Humoral Components in Tumor-bearing Animals That Inhibit the Appearance of Immunogenicity on Tumor Cells

Summary It was reported previously that a weakly immunogenic antigen that is specific for MM2 ascitic mammary carcinoma cells is converted to a strongly immunogenic one when it is combined with MM2-specific agglutination factor, a galactose-binding protein found in serum from MM2-regressor animals. Such conversion is apparently inhibited in tumorbearing animals, although the factor and antigen-bearing cells are both present. Two glycoproteins, designated as Inhibitors A and B, inhibited this conversion and, therefore, seemed to provide a means for the cells to escape from cytotoxic host reactions. These glycoproteins were isolated from the ascites and serum from MM2-bearing C3H/He mice. They bound to the agglutination factor and competitively inhibited the specific agglutination of MM2 cells in vitro , and they also inhibited specific transplantation inhibition activity of serum from MM2-regressor mice. Unlike the antigen, they did not have immunogenicity even when they were combined with the agglutination factor. Inhibitor B inhibited cell line-specific agglutinations of other cell lines nonspecifically, while Inhibitor A showed some specificity for MM2-specific agglutination.
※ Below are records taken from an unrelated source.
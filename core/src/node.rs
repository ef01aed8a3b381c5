use std::collections::HashMap;
use std::sync::atomic::{AtomicU64, Ordering};
use std::sync::Arc;

use crate::edge::Edge;
use crate::error::{Direction, GraphError, Result};
use crate::Identifier;

static NEXT_INSTANCE: AtomicU64 = AtomicU64::new(1);

/// Non-owning reference to one node instance.
///
/// Two nodes constructed with the same id get different handles, so a
/// look-alike node cannot stand in for the one registered in a graph.
#[derive(Debug, Clone, PartialEq, Eq, Hash)]
pub struct NodeHandle<N> {
    id: N,
    instance: u64,
}

impl<N> NodeHandle<N> {
    pub fn id(&self) -> &N {
        &self.id
    }
}

/// A vertex with its own inbound and outbound edge maps, keyed by edge id.
///
/// Edges are attached by [`crate::Graph::add_edge`]; the `add_*_edge`
/// methods here are the low-level path and treat a repeated id as a
/// programming error.
#[derive(Debug)]
pub struct Node<N, E, W = f64> {
    id: N,
    instance: u64,
    inbound: HashMap<E, Arc<Edge<N, E, W>>>,
    outbound: HashMap<E, Arc<Edge<N, E, W>>>,
}

impl<N: Identifier, E: Identifier, W> Node<N, E, W> {
    pub fn new(id: N) -> Self {
        Self {
            id,
            instance: NEXT_INSTANCE.fetch_add(1, Ordering::Relaxed),
            inbound: HashMap::new(),
            outbound: HashMap::new(),
        }
    }

    pub fn id(&self) -> &N {
        &self.id
    }

    pub fn handle(&self) -> NodeHandle<N> {
        NodeHandle {
            id: self.id.clone(),
            instance: self.instance,
        }
    }

    /// True if `handle` was taken from this exact node.
    pub fn is_instance(&self, handle: &NodeHandle<N>) -> bool {
        self.instance == handle.instance && self.id == handle.id
    }

    pub fn add_in_edge(&mut self, edge: Arc<Edge<N, E, W>>) -> Result<()> {
        attach(&mut self.inbound, edge, Direction::Incoming)
    }

    pub fn add_out_edge(&mut self, edge: Arc<Edge<N, E, W>>) -> Result<()> {
        attach(&mut self.outbound, edge, Direction::Outgoing)
    }

    pub fn in_edge(&self, id: &E) -> Option<&Arc<Edge<N, E, W>>> {
        self.inbound.get(id)
    }

    pub fn out_edge(&self, id: &E) -> Option<&Arc<Edge<N, E, W>>> {
        self.outbound.get(id)
    }

    pub fn remove_in_edge(&mut self, id: &E) -> bool {
        self.inbound.remove(id).is_some()
    }

    pub fn remove_out_edge(&mut self, id: &E) -> bool {
        self.outbound.remove(id).is_some()
    }

    pub fn in_edges(&self) -> impl Iterator<Item = &Arc<Edge<N, E, W>>> + '_ {
        self.inbound.values()
    }

    pub fn out_edges(&self) -> impl Iterator<Item = &Arc<Edge<N, E, W>>> + '_ {
        self.outbound.values()
    }

    pub fn in_degree(&self) -> usize {
        self.inbound.len()
    }

    pub fn out_degree(&self) -> usize {
        self.outbound.len()
    }

    /// Detach `edge` from the map for `direction`, but only if that exact
    /// edge instance is the one stored under its id.
    pub(crate) fn detach(&mut self, edge: &Arc<Edge<N, E, W>>, direction: Direction) -> bool {
        let map = match direction {
            Direction::Incoming => &mut self.inbound,
            Direction::Outgoing => &mut self.outbound,
        };
        match map.get(edge.id()) {
            Some(stored) if Arc::ptr_eq(stored, edge) => map.remove(edge.id()).is_some(),
            _ => false,
        }
    }
}

fn attach<N: Identifier, E: Identifier, W>(
    map: &mut HashMap<E, Arc<Edge<N, E, W>>>,
    edge: Arc<Edge<N, E, W>>,
    direction: Direction,
) -> Result<()> {
    if map.contains_key(edge.id()) {
        return Err(GraphError::DuplicateIdentifier {
            direction,
            id: format!("{:?}", edge.id()),
        });
    }
    map.insert(edge.id().clone(), edge);
    Ok(())
}
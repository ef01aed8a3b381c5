use std::cmp::Ordering;
use std::fmt::Debug;

/// Ordered, summable edge cost.
///
/// `INFINITY` marks an unreachable distance: it compares greater than every
/// finite value and absorbs under [`Weight::plus`]. Integer weights use
/// `MAX` as the sentinel and saturate; float weights use IEEE infinity.
pub trait Weight: Copy + Debug + PartialOrd {
    const ZERO: Self;
    const INFINITY: Self;

    /// Addition with `INFINITY` absorbing: `x.plus(INFINITY) == INFINITY`.
    fn plus(self, rhs: Self) -> Self;

    /// Total order used by the priority frontier.
    fn total_cmp(&self, other: &Self) -> Ordering;

    fn is_infinite(&self) -> bool {
        *self == Self::INFINITY
    }

    fn is_negative(&self) -> bool {
        *self < Self::ZERO
    }
}

macro_rules! int_weight {
    ($($t:ty),*) => {$(
        impl Weight for $t {
            const ZERO: Self = 0;
            const INFINITY: Self = <$t>::MAX;

            #[inline]
            fn plus(self, rhs: Self) -> Self {
                if self == Self::INFINITY || rhs == Self::INFINITY {
                    Self::INFINITY
                } else {
                    self.saturating_add(rhs)
                }
            }

            #[inline]
            fn total_cmp(&self, other: &Self) -> Ordering {
                self.cmp(other)
            }
        }
    )*};
}

macro_rules! float_weight {
    ($($t:ty),*) => {$(
        impl Weight for $t {
            const ZERO: Self = 0.0;
            const INFINITY: Self = <$t>::INFINITY;

            #[inline]
            fn plus(self, rhs: Self) -> Self {
                self + rhs
            }

            #[inline]
            fn total_cmp(&self, other: &Self) -> Ordering {
                <$t>::total_cmp(self, other)
            }
        }
    )*};
}

int_weight!(i32, i64, u32, u64);
float_weight!(f32, f64);

#[cfg(test)]
mod tests {
    use super::*;

    /// Travel time in whole seconds, standing in for a unit type owned elsewhere.
    #[derive(Debug, Clone, Copy, PartialEq, PartialOrd)]
    struct Seconds(u32);

    impl Weight for Seconds {
        const ZERO: Self = Seconds(0);
        const INFINITY: Self = Seconds(u32::MAX);

        fn plus(self, rhs: Self) -> Self {
            Seconds(self.0.plus(rhs.0))
        }

        fn total_cmp(&self, other: &Self) -> Ordering {
            self.0.cmp(&other.0)
        }
    }

    #[test]
    fn test_zero_is_identity() {
        assert_eq!(7i64.plus(i64::ZERO), 7);
        assert_eq!(2.5f64.plus(f64::ZERO), 2.5);
        assert_eq!(Seconds(30).plus(Seconds::ZERO), Seconds(30));
    }

    #[test]
    fn test_infinity_absorbs() {
        assert!(i32::INFINITY.plus(-5).is_infinite());
        assert!(5u64.plus(u64::INFINITY).is_infinite());
        assert!(f64::INFINITY.plus(1e300).is_infinite());
        assert!(Seconds(10).plus(Seconds::INFINITY).is_infinite());
    }

    #[test]
    fn test_integer_addition_saturates() {
        assert!((u32::MAX - 1).plus(10).is_infinite());
        assert_eq!(3i32.plus(-4), -1);
    }

    #[test]
    fn test_infinity_orders_last() {
        assert_eq!(1e308f64.total_cmp(&f64::INFINITY), Ordering::Less);
        assert_eq!(i64::INFINITY.total_cmp(&0), Ordering::Greater);
        assert!(Seconds(0) < Seconds::INFINITY);
    }

    #[test]
    fn test_is_negative() {
        assert!(Weight::is_negative(&-0.5f32));
        assert!(Weight::is_negative(&-3i64));
        assert!(!Weight::is_negative(&0i32));
        assert!(!Weight::is_negative(&0.0f64));
        assert!(!Weight::is_negative(&-0.0f64));
        assert!(!Weight::is_negative(&f64::INFINITY));
        assert!(!Weight::is_negative(&u64::ZERO));
    }
}
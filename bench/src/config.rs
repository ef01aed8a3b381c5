use std::fmt;
use std::str::FromStr;

use thiserror::Error;

/// Environment override for the node count when none is given positionally.
pub const NODES_ENV: &str = "ROUTE_GRAPH_BENCH_NODES";

pub const DEFAULT_NODE_COUNT: u64 = 40_000;

#[derive(Debug, Clone, PartialEq, Eq, Error)]
pub enum ConfigError {
    #[error("unknown mode '{0}'; use --help for options")]
    UnknownMode(String),
    #[error("invalid node count '{0}'")]
    InvalidNodeCount(String),
    #[error("node count must be at least {min}, got {got}")]
    TooFewNodes { min: u64, got: u64 },
}

/// Graph generators the bench knows how to build.
#[derive(Debug, Clone, Copy, PartialEq, Eq)]
pub enum Generator {
    /// One-way lattice, streets run east and south only.
    Lattice,
    /// Two-way street grid.
    Grid,
    /// Erdos-Renyi random one-way streets.
    Random,
    /// Lattice with toll rebates: acyclic, some negative weights.
    Rebate,
}

impl Generator {
    pub const ALL: [Generator; 4] = [
        Generator::Lattice,
        Generator::Grid,
        Generator::Random,
        Generator::Rebate,
    ];
}

impl fmt::Display for Generator {
    fn fmt(&self, f: &mut fmt::Formatter<'_>) -> fmt::Result {
        match self {
            Generator::Lattice => f.pad("lattice"),
            Generator::Grid => f.pad("grid"),
            Generator::Random => f.pad("random"),
            Generator::Rebate => f.pad("rebate"),
        }
    }
}

impl FromStr for Generator {
    type Err = ConfigError;

    fn from_str(s: &str) -> Result<Self, Self::Err> {
        Generator::ALL
            .into_iter()
            .find(|g| g.to_string() == s.to_lowercase())
            .ok_or_else(|| ConfigError::UnknownMode(s.to_string()))
    }
}

#[derive(Debug, Clone, PartialEq, Eq)]
pub enum Mode {
    Help,
    All,
    Only(Generator),
}

#[derive(Debug, Clone, PartialEq, Eq)]
pub struct BenchConfig {
    pub mode: Mode,
    pub node_count: u64,
    pub json_logs: bool,
}

impl BenchConfig {
    /// Parse `[mode] [node_count] [--json-logs]` (program name excluded).
    ///
    /// `env_nodes` is the value of [`NODES_ENV`], used when no node count
    /// is given on the command line.
    pub fn parse<I>(args: I, env_nodes: Option<String>) -> Result<Self, ConfigError>
    where
        I: IntoIterator<Item = String>,
    {
        let mut json_logs = false;
        let mut positional = Vec::new();
        for arg in args {
            if arg == "--json-logs" {
                json_logs = true;
            } else {
                positional.push(arg);
            }
        }

        let mode = match positional.first().map(String::as_str) {
            None | Some("all") => Mode::All,
            Some("help") | Some("--help") | Some("-h") => Mode::Help,
            Some(other) => Mode::Only(other.parse()?),
        };
        if mode == Mode::Help {
            return Ok(Self {
                mode,
                node_count: DEFAULT_NODE_COUNT,
                json_logs,
            });
        }

        let node_count = match positional.get(1).cloned().or(env_nodes) {
            Some(raw) => raw
                .trim()
                .parse::<u64>()
                .map_err(|_| ConfigError::InvalidNodeCount(raw.clone()))?,
            None => DEFAULT_NODE_COUNT,
        };
        if node_count < 4 {
            return Err(ConfigError::TooFewNodes {
                min: 4,
                got: node_count,
            });
        }

        Ok(Self {
            mode,
            node_count,
            json_logs,
        })
    }

    /// Generators selected by the mode. Empty for help.
    pub fn generators(&self) -> Vec<Generator> {
        match self.mode {
            Mode::Help => Vec::new(),
            Mode::All => Generator::ALL.to_vec(),
            Mode::Only(g) => vec![g],
        }
    }
}
use crate::node::{Node, NodeHandle};
use crate::Identifier;

/// A directed, weighted connection between two node instances.
///
/// The edge refers to its endpoints by [`NodeHandle`] and never owns them.
/// Equality compares id, endpoints and weight; the graph itself tracks
/// edge identity through `Arc::ptr_eq`.
#[derive(Debug, Clone, PartialEq)]
pub struct Edge<N, E, W = f64> {
    id: E,
    from: NodeHandle<N>,
    to: NodeHandle<N>,
    weight: W,
}

impl<N: Identifier, E: Identifier, W> Edge<N, E, W> {
    pub fn new(id: E, from: &Node<N, E, W>, to: &Node<N, E, W>, weight: impl Into<W>) -> Self {
        Self {
            id,
            from: from.handle(),
            to: to.handle(),
            weight: weight.into(),
        }
    }

    pub fn id(&self) -> &E {
        &self.id
    }

    pub fn from_node(&self) -> &NodeHandle<N> {
        &self.from
    }

    pub fn to_node(&self) -> &NodeHandle<N> {
        &self.to
    }

    pub fn weight(&self) -> &W {
        &self.weight
    }

    pub fn is_self_loop(&self) -> bool {
        self.from == self.to
    }
}

#[cfg(test)]
mod tests {
    use super::*;

    #[test]
    fn test_edge_accessors() {
        let a: Node<u32, u32> = Node::new(1);
        let b = Node::new(2);
        let e = Edge::new(10, &a, &b, 2.5);
        assert_eq!(*e.id(), 10);
        assert_eq!(e.from_node(), &a.handle());
        assert_eq!(e.to_node(), &b.handle());
        assert_eq!(*e.from_node().id(), 1);
        assert_eq!(*e.weight(), 2.5);
        assert!(!e.is_self_loop());
    }

    #[test]
    fn test_raw_numeric_weight_converts() {
        let a: Node<u32, u32, f64> = Node::new(1);
        let e = Edge::new(1, &a, &a, 7u32);
        assert_eq!(*e.weight(), 7.0);
        assert!(e.is_self_loop());
    }

    #[test]
    fn test_equal_constructions_compare_equal() {
        let a: Node<&str, &str, i32> = Node::new("a");
        let b = Node::new("b");
        assert_eq!(Edge::new("ab", &a, &b, 4), Edge::new("ab", &a, &b, 4));
        assert_ne!(Edge::new("ab", &a, &b, 4), Edge::new("ab", &a, &b, 5));

        // Same ids, different node instances
        let b2 = Node::new("b");
        assert_ne!(Edge::new("ab", &a, &b, 4), Edge::new("ab", &a, &b2, 4));
    }
}
//! Error types for aggregation.
//!
//! Two failures exist: a required argument was not supplied, or the
//! unseeded aggregation was asked to fold a sequence with no elements.
//! Both are programming errors at the call site, not transient conditions.

/// Represents a required argument that was not supplied.
///
/// Only the [`checked`](super::checked) layer can produce this error, since
/// the other entry points take their arguments by value.
///
/// # Examples
///
/// ```rust
/// use foldwise::aggregate::MissingArgumentError;
///
/// let error = MissingArgumentError {
///     operation: "aggregate_with_seed",
///     parameter: "function",
/// };
/// assert_eq!(
///     format!("{}", error),
///     "aggregate_with_seed: required argument `function` was not supplied"
/// );
/// ```
#[derive(Debug, Clone, Copy, PartialEq, Eq)]
pub struct MissingArgumentError {
    /// The name of the operation that was invoked.
    pub operation: &'static str,
    /// The name of the absent parameter.
    pub parameter: &'static str,
}

impl std::fmt::Display for MissingArgumentError {
    fn fmt(&self, formatter: &mut std::fmt::Formatter<'_>) -> std::fmt::Result {
        write!(
            formatter,
            "{}: required argument `{}` was not supplied",
            self.operation, self.parameter
        )
    }
}

impl std::error::Error for MissingArgumentError {}

/// Represents an unseeded aggregation over a sequence with no elements.
///
/// Without a first element there is no initial accumulator, so the
/// operation cannot produce a value. The seeded shapes never raise this.
///
/// # Examples
///
/// ```rust
/// use foldwise::aggregate::EmptySequenceError;
///
/// let error = EmptySequenceError { operation: "aggregate" };
/// assert_eq!(format!("{}", error), "aggregate: sequence contains no elements");
/// ```
#[derive(Debug, Clone, Copy, PartialEq, Eq)]
pub struct EmptySequenceError {
    /// The name of the operation that was invoked.
    pub operation: &'static str,
}

impl std::fmt::Display for EmptySequenceError {
    fn fmt(&self, formatter: &mut std::fmt::Formatter<'_>) -> std::fmt::Result {
        write!(formatter, "{}: sequence contains no elements", self.operation)
    }
}

impl std::error::Error for EmptySequenceError {}

/// Represents every error an aggregation can report on its own.
///
/// Faults raised by the source or by caller-supplied functions are never
/// folded into this type; see [`fallible`](super::fallible).
///
/// # Examples
///
/// ```rust
/// use foldwise::aggregate::{AggregateError, EmptySequenceError};
///
/// let error = AggregateError::from(EmptySequenceError { operation: "aggregate" });
/// assert!(error.is_empty_sequence());
/// assert!(!error.is_missing_argument());
/// ```
#[derive(Debug, Clone, Copy, PartialEq, Eq)]
pub enum AggregateError {
    /// A required argument was not supplied.
    MissingArgument(MissingArgumentError),
    /// The unseeded shape was given an empty sequence.
    EmptySequence(EmptySequenceError),
}

impl AggregateError {
    /// Returns `true` if this is an absent-argument error.
    #[must_use]
    pub const fn is_missing_argument(&self) -> bool {
        matches!(self, Self::MissingArgument(_))
    }

    /// Returns `true` if this is an empty-sequence error.
    #[must_use]
    pub const fn is_empty_sequence(&self) -> bool {
        matches!(self, Self::EmptySequence(_))
    }

    /// Returns the name of the operation that failed.
    #[must_use]
    pub const fn operation(&self) -> &'static str {
        match self {
            Self::MissingArgument(error) => error.operation,
            Self::EmptySequence(error) => error.operation,
        }
    }
}

impl std::fmt::Display for AggregateError {
    fn fmt(&self, formatter: &mut std::fmt::Formatter<'_>) -> std::fmt::Result {
        match self {
            Self::MissingArgument(error) => write!(formatter, "{error}"),
            Self::EmptySequence(error) => write!(formatter, "{error}"),
        }
    }
}

impl std::error::Error for AggregateError {}

impl From<MissingArgumentError> for AggregateError {
    fn from(error: MissingArgumentError) -> Self {
        Self::MissingArgument(error)
    }
}

impl From<EmptySequenceError> for AggregateError {
    fn from(error: EmptySequenceError) -> Self {
        Self::EmptySequence(error)
    }
}

static_assertions::assert_impl_all!(MissingArgumentError: Send, Sync, std::error::Error);
static_assertions::assert_impl_all!(EmptySequenceError: Send, Sync, std::error::Error);
static_assertions::assert_impl_all!(AggregateError: Send, Sync, std::error::Error);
A similar nonspecific inhibitor was obtained by treating the specific antigen with papain. The inhibitors and the antigen had common antigenicity to xenogeneic animals. It was inferred that these inhibitors are produced by sequential degradation by proteolysis of MM2-specific antigen shed from cells (antigen → Inhibitor A → Inhibitor B). The saccharide moiety of the antigen seems to remain intact in the inhibitors and plays a major but nonspecific role in the binding of inhibitors to the agglutination factor, while the specificity and the immunogenicity of the antigen is dependent on its protein moiety.